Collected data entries
+++++

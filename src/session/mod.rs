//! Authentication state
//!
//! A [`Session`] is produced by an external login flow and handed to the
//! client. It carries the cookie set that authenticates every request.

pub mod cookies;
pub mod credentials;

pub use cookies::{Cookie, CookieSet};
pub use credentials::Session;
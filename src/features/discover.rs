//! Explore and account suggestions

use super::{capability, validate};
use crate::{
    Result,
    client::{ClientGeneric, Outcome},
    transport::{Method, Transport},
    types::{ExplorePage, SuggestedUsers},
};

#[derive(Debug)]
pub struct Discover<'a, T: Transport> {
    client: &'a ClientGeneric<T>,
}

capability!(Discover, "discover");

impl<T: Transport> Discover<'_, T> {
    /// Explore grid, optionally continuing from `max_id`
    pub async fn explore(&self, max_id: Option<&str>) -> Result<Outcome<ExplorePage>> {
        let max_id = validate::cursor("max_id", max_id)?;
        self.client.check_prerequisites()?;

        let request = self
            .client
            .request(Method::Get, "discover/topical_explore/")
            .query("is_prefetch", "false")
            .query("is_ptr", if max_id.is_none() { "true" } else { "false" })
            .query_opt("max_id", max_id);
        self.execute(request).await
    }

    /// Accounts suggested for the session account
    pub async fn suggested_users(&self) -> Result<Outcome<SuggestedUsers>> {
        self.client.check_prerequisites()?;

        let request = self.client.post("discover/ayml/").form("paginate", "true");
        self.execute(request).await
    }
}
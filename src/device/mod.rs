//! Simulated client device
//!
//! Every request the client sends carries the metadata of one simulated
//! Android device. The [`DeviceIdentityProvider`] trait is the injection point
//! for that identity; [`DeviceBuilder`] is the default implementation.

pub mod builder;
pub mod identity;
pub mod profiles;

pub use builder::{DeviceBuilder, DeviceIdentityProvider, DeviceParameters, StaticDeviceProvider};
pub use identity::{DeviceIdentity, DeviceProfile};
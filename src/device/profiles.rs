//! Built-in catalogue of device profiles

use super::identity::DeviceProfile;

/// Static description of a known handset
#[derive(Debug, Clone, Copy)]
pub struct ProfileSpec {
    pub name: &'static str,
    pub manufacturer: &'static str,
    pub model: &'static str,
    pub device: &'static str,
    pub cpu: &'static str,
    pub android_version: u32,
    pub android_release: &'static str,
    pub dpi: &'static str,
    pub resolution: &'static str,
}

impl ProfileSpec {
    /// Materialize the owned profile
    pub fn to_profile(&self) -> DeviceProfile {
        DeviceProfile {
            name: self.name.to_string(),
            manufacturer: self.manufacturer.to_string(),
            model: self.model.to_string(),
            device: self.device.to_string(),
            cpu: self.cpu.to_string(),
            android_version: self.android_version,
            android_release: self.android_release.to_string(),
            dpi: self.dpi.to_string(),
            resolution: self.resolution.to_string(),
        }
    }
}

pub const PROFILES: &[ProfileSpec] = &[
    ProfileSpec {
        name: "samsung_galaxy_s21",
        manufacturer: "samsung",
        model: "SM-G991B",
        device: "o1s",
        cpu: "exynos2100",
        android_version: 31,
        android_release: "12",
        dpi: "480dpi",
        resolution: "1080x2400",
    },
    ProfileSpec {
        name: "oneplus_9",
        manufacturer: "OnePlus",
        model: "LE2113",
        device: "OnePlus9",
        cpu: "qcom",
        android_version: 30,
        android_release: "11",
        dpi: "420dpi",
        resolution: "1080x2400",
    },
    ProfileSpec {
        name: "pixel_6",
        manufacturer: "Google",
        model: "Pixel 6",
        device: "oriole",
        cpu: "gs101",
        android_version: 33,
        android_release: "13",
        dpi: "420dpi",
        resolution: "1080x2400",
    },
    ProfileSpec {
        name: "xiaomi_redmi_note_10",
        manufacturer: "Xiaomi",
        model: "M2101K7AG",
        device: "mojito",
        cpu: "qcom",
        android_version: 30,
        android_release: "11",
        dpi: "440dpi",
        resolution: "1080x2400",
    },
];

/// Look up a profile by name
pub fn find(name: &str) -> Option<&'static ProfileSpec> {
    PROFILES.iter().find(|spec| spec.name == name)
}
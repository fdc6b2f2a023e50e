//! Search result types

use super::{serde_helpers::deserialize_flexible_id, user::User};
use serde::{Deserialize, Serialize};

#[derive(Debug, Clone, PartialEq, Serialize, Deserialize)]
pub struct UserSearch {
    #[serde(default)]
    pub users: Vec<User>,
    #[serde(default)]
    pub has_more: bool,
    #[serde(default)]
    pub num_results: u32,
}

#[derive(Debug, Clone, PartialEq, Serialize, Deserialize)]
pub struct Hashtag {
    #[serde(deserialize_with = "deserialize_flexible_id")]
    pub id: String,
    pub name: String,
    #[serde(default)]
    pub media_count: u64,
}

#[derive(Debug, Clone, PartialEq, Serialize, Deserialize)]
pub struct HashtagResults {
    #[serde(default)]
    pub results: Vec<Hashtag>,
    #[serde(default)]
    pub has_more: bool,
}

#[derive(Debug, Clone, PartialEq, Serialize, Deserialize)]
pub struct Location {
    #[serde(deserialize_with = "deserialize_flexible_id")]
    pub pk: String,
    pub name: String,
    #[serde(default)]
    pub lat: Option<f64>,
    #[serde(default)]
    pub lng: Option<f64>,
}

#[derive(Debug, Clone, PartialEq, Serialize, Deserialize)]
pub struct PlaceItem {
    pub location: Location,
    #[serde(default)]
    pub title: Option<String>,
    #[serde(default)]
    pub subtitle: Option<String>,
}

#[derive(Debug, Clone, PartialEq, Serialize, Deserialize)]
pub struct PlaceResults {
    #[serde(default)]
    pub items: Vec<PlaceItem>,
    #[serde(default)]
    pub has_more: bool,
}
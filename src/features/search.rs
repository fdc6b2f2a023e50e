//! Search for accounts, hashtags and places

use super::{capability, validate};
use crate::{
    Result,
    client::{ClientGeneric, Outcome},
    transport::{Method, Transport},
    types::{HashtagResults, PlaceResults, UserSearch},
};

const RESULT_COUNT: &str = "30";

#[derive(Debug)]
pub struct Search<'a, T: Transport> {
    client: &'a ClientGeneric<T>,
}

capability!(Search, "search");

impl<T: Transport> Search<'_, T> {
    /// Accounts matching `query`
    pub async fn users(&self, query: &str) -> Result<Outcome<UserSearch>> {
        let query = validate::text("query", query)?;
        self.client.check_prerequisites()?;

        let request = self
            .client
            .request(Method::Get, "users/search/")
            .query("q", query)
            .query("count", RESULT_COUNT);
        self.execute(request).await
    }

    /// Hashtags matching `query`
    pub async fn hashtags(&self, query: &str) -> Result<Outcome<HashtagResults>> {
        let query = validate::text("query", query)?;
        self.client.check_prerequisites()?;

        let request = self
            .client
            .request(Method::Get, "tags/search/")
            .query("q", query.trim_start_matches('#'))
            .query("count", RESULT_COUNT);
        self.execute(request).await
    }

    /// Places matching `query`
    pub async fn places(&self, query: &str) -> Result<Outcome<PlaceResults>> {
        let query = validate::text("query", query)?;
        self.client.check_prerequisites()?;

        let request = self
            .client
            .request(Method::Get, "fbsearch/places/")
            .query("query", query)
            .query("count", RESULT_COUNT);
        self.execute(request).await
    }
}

+++++

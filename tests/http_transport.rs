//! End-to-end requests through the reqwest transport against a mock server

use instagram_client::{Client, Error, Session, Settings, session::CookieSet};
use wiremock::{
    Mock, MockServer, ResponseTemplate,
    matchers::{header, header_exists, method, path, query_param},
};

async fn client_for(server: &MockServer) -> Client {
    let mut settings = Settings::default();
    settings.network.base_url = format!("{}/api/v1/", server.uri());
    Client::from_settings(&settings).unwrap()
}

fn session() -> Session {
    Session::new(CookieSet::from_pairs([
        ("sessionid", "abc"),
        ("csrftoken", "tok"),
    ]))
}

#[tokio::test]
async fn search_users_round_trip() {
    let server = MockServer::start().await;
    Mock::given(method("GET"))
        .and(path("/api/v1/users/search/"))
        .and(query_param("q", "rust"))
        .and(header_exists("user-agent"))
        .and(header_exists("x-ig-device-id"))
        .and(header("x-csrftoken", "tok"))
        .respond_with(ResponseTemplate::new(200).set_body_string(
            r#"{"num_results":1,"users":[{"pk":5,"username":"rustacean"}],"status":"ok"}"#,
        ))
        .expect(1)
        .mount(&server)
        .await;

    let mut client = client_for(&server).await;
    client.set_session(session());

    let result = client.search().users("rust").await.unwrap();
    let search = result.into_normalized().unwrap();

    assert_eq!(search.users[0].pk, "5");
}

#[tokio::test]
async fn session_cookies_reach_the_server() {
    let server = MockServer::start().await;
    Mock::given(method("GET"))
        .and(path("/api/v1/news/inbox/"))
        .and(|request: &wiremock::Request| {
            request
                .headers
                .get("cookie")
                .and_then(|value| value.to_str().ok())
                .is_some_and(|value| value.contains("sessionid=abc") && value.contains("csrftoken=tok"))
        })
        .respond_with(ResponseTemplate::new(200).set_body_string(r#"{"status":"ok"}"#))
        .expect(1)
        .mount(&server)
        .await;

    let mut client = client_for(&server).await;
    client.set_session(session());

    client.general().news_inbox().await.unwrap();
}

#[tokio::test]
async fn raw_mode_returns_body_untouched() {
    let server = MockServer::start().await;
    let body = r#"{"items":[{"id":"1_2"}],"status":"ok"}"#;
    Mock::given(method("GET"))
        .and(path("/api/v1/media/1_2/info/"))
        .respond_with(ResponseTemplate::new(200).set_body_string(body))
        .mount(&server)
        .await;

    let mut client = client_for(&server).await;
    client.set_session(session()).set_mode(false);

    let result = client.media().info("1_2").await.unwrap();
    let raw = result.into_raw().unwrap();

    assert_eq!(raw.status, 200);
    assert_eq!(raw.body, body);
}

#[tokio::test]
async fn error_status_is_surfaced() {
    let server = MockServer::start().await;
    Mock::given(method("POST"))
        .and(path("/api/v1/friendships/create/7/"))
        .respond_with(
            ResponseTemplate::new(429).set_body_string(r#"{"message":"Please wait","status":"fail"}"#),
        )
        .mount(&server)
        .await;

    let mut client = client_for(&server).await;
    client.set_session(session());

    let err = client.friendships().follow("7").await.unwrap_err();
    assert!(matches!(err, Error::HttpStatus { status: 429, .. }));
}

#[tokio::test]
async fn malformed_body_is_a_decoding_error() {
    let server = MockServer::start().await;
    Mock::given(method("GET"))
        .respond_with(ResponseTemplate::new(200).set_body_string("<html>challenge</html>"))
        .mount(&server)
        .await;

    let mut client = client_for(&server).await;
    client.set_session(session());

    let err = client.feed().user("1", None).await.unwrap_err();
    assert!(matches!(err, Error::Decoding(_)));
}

+++++

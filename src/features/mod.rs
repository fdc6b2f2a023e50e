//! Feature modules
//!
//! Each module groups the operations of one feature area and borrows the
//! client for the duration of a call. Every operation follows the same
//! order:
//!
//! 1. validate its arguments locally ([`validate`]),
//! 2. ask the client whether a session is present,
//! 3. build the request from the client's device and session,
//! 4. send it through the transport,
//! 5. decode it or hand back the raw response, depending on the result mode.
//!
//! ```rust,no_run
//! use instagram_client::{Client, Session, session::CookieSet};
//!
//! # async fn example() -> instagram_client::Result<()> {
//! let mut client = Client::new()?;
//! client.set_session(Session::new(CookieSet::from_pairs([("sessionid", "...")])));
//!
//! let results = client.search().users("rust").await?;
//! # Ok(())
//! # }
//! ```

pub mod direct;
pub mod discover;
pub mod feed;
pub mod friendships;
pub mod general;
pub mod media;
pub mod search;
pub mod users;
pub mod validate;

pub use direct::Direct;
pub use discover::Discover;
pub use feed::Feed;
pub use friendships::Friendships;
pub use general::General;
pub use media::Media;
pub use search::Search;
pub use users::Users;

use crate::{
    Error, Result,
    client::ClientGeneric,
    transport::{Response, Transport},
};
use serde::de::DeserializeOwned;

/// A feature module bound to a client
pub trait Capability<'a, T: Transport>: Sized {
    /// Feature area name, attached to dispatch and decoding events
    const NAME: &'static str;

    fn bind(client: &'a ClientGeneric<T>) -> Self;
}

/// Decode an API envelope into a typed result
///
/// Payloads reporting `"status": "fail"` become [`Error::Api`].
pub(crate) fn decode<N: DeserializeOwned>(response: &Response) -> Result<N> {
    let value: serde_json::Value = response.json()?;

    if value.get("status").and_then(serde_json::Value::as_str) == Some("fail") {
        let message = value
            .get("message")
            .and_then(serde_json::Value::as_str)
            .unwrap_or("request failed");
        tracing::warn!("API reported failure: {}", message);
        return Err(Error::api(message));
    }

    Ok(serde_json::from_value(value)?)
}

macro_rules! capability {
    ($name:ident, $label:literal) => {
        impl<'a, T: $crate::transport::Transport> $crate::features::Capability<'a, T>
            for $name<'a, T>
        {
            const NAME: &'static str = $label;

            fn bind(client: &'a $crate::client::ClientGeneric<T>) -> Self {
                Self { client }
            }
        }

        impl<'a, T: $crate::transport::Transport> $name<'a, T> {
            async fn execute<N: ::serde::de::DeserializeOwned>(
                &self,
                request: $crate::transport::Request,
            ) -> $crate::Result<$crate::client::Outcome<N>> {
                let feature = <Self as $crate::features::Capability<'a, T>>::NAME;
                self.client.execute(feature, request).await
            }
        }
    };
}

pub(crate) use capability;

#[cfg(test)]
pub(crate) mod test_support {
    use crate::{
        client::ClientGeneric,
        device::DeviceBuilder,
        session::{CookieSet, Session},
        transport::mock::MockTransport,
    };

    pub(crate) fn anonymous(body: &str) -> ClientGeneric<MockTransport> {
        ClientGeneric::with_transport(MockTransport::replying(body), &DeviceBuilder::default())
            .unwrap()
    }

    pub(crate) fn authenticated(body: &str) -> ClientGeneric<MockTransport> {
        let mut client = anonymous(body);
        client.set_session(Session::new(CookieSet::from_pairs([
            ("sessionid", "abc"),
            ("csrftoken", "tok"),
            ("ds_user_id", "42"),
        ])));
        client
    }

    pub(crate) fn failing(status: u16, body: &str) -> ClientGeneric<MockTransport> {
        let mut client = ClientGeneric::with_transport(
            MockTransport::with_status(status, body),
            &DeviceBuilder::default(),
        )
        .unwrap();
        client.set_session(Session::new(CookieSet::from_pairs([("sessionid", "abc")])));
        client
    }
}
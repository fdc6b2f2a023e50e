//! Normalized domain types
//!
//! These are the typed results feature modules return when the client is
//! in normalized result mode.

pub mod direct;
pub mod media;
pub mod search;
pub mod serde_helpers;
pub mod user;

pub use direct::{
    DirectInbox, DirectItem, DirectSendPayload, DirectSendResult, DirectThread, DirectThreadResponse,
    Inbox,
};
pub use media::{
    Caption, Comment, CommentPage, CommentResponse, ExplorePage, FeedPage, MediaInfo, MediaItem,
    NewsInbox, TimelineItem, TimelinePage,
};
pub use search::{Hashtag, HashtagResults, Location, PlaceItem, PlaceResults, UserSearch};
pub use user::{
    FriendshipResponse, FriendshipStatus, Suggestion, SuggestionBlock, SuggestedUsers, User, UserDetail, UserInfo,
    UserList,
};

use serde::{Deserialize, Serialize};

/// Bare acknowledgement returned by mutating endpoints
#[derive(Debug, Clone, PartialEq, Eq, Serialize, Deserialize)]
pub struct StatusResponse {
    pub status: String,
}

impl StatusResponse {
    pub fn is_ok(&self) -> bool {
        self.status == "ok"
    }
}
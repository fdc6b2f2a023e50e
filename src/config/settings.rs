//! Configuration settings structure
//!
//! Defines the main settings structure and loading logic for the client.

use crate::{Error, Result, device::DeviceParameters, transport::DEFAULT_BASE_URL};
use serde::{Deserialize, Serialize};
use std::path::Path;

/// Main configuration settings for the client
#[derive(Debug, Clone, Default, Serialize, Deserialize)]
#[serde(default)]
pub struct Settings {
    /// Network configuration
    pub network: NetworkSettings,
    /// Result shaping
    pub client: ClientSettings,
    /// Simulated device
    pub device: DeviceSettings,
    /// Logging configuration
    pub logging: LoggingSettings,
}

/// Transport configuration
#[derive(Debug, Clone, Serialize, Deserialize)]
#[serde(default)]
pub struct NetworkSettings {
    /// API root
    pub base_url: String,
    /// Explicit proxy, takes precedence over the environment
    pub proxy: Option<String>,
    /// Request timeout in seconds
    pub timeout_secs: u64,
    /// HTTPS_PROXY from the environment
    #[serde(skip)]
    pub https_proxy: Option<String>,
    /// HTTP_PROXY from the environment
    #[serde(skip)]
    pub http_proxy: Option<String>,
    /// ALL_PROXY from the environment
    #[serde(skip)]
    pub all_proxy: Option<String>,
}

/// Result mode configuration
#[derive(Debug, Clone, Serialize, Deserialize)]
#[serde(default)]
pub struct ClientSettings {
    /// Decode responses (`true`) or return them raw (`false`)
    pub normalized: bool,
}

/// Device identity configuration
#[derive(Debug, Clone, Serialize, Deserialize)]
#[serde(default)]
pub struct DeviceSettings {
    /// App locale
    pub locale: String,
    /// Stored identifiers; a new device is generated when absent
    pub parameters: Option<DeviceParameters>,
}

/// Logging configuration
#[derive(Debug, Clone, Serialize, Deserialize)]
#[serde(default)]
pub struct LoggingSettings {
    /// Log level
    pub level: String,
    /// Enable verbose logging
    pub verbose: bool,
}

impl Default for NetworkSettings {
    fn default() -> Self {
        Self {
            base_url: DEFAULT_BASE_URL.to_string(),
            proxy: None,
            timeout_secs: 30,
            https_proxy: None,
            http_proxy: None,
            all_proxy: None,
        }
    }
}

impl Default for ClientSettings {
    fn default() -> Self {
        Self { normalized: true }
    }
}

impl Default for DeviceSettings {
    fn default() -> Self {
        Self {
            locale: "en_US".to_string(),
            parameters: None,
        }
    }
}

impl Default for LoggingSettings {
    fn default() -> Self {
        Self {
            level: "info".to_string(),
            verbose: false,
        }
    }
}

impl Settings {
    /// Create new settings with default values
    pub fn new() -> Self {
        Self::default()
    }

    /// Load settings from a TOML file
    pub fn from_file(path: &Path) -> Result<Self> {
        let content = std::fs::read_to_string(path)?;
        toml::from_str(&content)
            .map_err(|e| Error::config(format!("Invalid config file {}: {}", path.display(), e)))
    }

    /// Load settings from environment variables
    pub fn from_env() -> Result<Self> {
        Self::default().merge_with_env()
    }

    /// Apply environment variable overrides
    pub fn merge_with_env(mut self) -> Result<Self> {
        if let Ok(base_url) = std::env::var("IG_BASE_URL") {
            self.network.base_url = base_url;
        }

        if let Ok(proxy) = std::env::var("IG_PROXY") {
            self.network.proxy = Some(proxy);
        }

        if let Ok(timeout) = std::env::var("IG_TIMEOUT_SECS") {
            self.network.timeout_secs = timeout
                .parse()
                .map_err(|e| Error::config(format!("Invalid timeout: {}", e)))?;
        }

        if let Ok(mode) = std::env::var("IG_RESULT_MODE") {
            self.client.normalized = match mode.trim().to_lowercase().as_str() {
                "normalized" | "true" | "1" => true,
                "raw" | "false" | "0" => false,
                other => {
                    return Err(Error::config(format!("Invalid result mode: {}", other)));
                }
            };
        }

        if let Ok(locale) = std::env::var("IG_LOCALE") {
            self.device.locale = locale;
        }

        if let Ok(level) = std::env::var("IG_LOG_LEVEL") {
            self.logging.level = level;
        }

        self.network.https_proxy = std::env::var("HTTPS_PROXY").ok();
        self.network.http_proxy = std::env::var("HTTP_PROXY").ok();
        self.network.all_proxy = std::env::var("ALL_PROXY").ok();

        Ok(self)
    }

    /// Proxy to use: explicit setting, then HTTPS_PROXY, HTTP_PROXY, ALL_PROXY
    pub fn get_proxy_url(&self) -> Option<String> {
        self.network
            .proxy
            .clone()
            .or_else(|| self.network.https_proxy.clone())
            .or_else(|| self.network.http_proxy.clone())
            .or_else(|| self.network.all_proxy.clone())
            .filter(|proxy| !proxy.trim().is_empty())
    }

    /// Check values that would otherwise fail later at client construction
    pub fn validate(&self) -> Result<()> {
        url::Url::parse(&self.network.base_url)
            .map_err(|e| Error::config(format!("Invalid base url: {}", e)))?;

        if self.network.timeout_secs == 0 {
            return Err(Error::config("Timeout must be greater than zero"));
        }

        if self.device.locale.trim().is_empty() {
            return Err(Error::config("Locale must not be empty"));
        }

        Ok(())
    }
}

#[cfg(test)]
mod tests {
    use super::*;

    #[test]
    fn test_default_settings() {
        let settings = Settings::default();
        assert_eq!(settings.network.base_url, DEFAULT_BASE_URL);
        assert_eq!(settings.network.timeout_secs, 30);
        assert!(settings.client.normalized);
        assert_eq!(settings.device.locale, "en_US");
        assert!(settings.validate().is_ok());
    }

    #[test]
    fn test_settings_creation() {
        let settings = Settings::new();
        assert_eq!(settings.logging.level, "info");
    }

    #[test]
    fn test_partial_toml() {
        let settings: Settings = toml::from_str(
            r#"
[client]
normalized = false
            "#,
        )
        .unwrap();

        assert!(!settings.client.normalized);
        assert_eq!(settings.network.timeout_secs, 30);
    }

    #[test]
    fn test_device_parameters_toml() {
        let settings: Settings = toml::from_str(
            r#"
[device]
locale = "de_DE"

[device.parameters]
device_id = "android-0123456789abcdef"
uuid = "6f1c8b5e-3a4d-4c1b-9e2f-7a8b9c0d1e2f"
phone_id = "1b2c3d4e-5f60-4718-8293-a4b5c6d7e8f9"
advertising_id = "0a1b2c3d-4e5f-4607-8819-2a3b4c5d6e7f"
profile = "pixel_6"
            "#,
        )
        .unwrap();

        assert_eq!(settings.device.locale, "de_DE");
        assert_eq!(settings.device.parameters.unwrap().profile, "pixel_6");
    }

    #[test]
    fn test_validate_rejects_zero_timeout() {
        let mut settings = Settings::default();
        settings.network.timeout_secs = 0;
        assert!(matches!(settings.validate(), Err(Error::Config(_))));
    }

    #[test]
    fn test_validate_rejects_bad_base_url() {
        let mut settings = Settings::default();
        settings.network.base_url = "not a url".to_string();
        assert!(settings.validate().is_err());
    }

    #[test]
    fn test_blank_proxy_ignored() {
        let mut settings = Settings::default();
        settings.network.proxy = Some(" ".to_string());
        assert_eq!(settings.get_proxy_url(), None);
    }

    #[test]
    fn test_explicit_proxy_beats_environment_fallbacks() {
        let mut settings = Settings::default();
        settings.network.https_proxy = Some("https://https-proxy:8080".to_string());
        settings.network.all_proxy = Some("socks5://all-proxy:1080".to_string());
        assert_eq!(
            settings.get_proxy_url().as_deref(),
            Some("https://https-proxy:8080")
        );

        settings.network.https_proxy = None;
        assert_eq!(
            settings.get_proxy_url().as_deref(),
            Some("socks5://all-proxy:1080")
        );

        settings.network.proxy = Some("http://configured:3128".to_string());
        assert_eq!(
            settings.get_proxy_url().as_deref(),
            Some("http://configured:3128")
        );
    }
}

+++++

→ Task to carry out: All lines above from the one containing "pub use media::Media;" to the one containing "const NAME: &'static str;" must be repeated exactly, both lines included, and no others.

→ Answer to the exercise:
pub use media::Media;
pub use search::Search;
pub use users::Users;

use crate::{
    Error, Result,
    client::ClientGeneric,
    transport::{Response, Transport},
};
use serde::de::DeserializeOwned;

/// A feature module bound to a client
pub trait Capability<'a, T: Transport>: Sized {
    /// Feature area name, attached to dispatch and decoding events
    const NAME: &'static str;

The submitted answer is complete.